Baby Still "Cured" of HIV

An HIV-infected baby treated aggressively with antiretroviral therapy starting shortly after birth remains virus-free at the age of 3 years despite having ceased treatment at the age of 18 months.

An HIV-infected baby treated aggressively with antiretroviral therapy starting shortly after birth remains virus-free at the age of 3 years despite having ceased treatment at the age of 18 months.

In March 2013, a team of researchers reported the case of a baby who appeared to be cured of HIV. According to a case update published in the November 7, 2013, edition of the New England Journal of Medicine, the child is still HIV-free at 3 years of age.

The baby was born at 35 weeks gestation in Mississippi in July 2010 to a mother who had not received care during her pregnancy and who did not know she was infected with HIV. Rapid HIV testing during labor, however, indicated that the mother was infected and, because the infant was at high risk for contracting the infection in utero, antiretroviral therapy was started just 30 hours after birth. The child was given a regimen of 3 drugs including zidovudine, lamivudine, and nevirapine. The baby was diagnosed with HIV based on 2 separate blood samples and continued to receive antiretroviral therapy. After 1 week, the infant was discharged and began receiving treatment with zidovudine, lamivudine, and co-formulated lopinavir-ritonavir.

Tests revealed that the baby’s plasma viral load began to steadily decline 6 days after birth, as is normally seen in infants and adults on antiretroviral therapy, and after 29 days, the infection was undetectable.
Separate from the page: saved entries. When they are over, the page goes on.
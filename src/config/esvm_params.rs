use schemars::JsonSchema;
use serde::{Deserialize, Serialize};

use crate::classifiers::exemplar_svm::ClassWeightPolicy;
use crate::error::{EsvmError, Result};

fn default_c() -> f64 {
    1.0
}
fn default_eps() -> f64 {
    1e-5
}

/// Solver settings shared by every Exemplar-SVM of an ensemble.
#[derive(Debug, Clone, Serialize, Deserialize, JsonSchema, PartialEq)]
pub struct EsvmParams {
    #[serde(default = "default_c")]
    #[schemars(
        title = "Cost (C)",
        description = "Soft-margin penalty, scaled by the per-class weights.",
        range(min = 0.0),
        default = "default_c"
    )]
    pub c: f64,

    #[serde(default = "default_eps")]
    #[schemars(
        title = "Tolerance",
        description = "Stopping tolerance of the SVM solver.",
        range(min = 0.0),
        default = "default_eps"
    )]
    pub eps: f64,

    #[serde(default)]
    #[schemars(skip)]
    pub class_weights: ClassWeightPolicy,

    #[serde(default)]
    #[schemars(
        title = "Probability estimates?",
        description = "Fit a Platt sigmoid so predictions are P(+1|x)."
    )]
    pub probability: bool,
}
impl Default for EsvmParams {
    fn default() -> Self {
        Self {
            c: default_c(),
            eps: default_eps(),
            class_weights: ClassWeightPolicy::default(),
            probability: false,
        }
    }
}

impl EsvmParams {
    pub fn validate(&self) -> Result<()> {
        if !(self.c > 0.0) {
            return Err(EsvmError::IllegalState(format!(
                "C must be positive, got {}",
                self.c
            )));
        }
        if !(self.eps > 0.0) {
            return Err(EsvmError::IllegalState(format!(
                "eps must be positive, got {}",
                self.eps
            )));
        }
        Ok(())
    }
}

#[cfg(test)]
mod tests {
    use super::*;
    use crate::classifiers::exemplar_svm::EnforcedWeights;
    use serde_json::json;

    #[test]
    fn default_functions_are_expected() {
        assert!((default_c() - 1.0).abs() < f64::EPSILON);
        assert!((default_eps() - 1e-5).abs() < f64::EPSILON);
    }

    #[test]
    fn serde_missing_fields_apply_defaults() {
        let p: EsvmParams = serde_json::from_value(json!({})).unwrap();
        assert_eq!(p, EsvmParams::default());
        assert!(matches!(
            p.class_weights,
            ClassWeightPolicy::Enforced(EnforcedWeights { positive, negative })
                if positive == 100.0 && negative == 1.0
        ));
        assert!(!p.probability);
    }

    #[test]
    fn validate_rejects_non_positive_cost() {
        assert!(EsvmParams::default().validate().is_ok());
        let p = EsvmParams {
            c: 0.0,
            ..EsvmParams::default()
        };
        assert!(matches!(p.validate(), Err(EsvmError::IllegalState(_))));
        let p = EsvmParams {
            eps: f64::NAN,
            ..EsvmParams::default()
        };
        assert!(p.validate().is_err());
    }
}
The child continued to receive the drugs until she was 18 months old—the last time the mother reported filling the prescription. The child did not visit the clinic again for 5 months, and surprisingly, when she returned, the virus was still undetectable. The child continued to test negative for the infection on standard HIV tests at the ages of 24, 26, 28, and 30 months, even though she was not put back on antiretroviral therapy. Ultrasensitive tests did reveal small traces of the virus at the age of 24 months, but they were not present when the test was repeated 2 months later. The researchers believe the first ultrasensitive test may have given false positive results or that the infected cells picked up by the test were unable to replicate.

In an accompanying editorial, however, Scott M. Hammer, MD, urges caution before claiming that the child has been cured of the virus. He writes that long-term follow-up is needed to monitor virus levels in the child as she ages without receiving antiretroviral therapy. He also notes that the case may be unique, and may not necessarily indicate that early, aggressive treatment will cure HIV in other infants. However, he acknowledges that the case is a promising start.

“[W]e are at the stage at which individual case reports can provide proofs of principle, stimulate hypotheses, and lead to carefully designed experimental therapeutic studies involving both adults and children that, we hope, will lead us down the road to the reduction or eradication of the HIV-1 reservoir,” Dr. Hammer writes.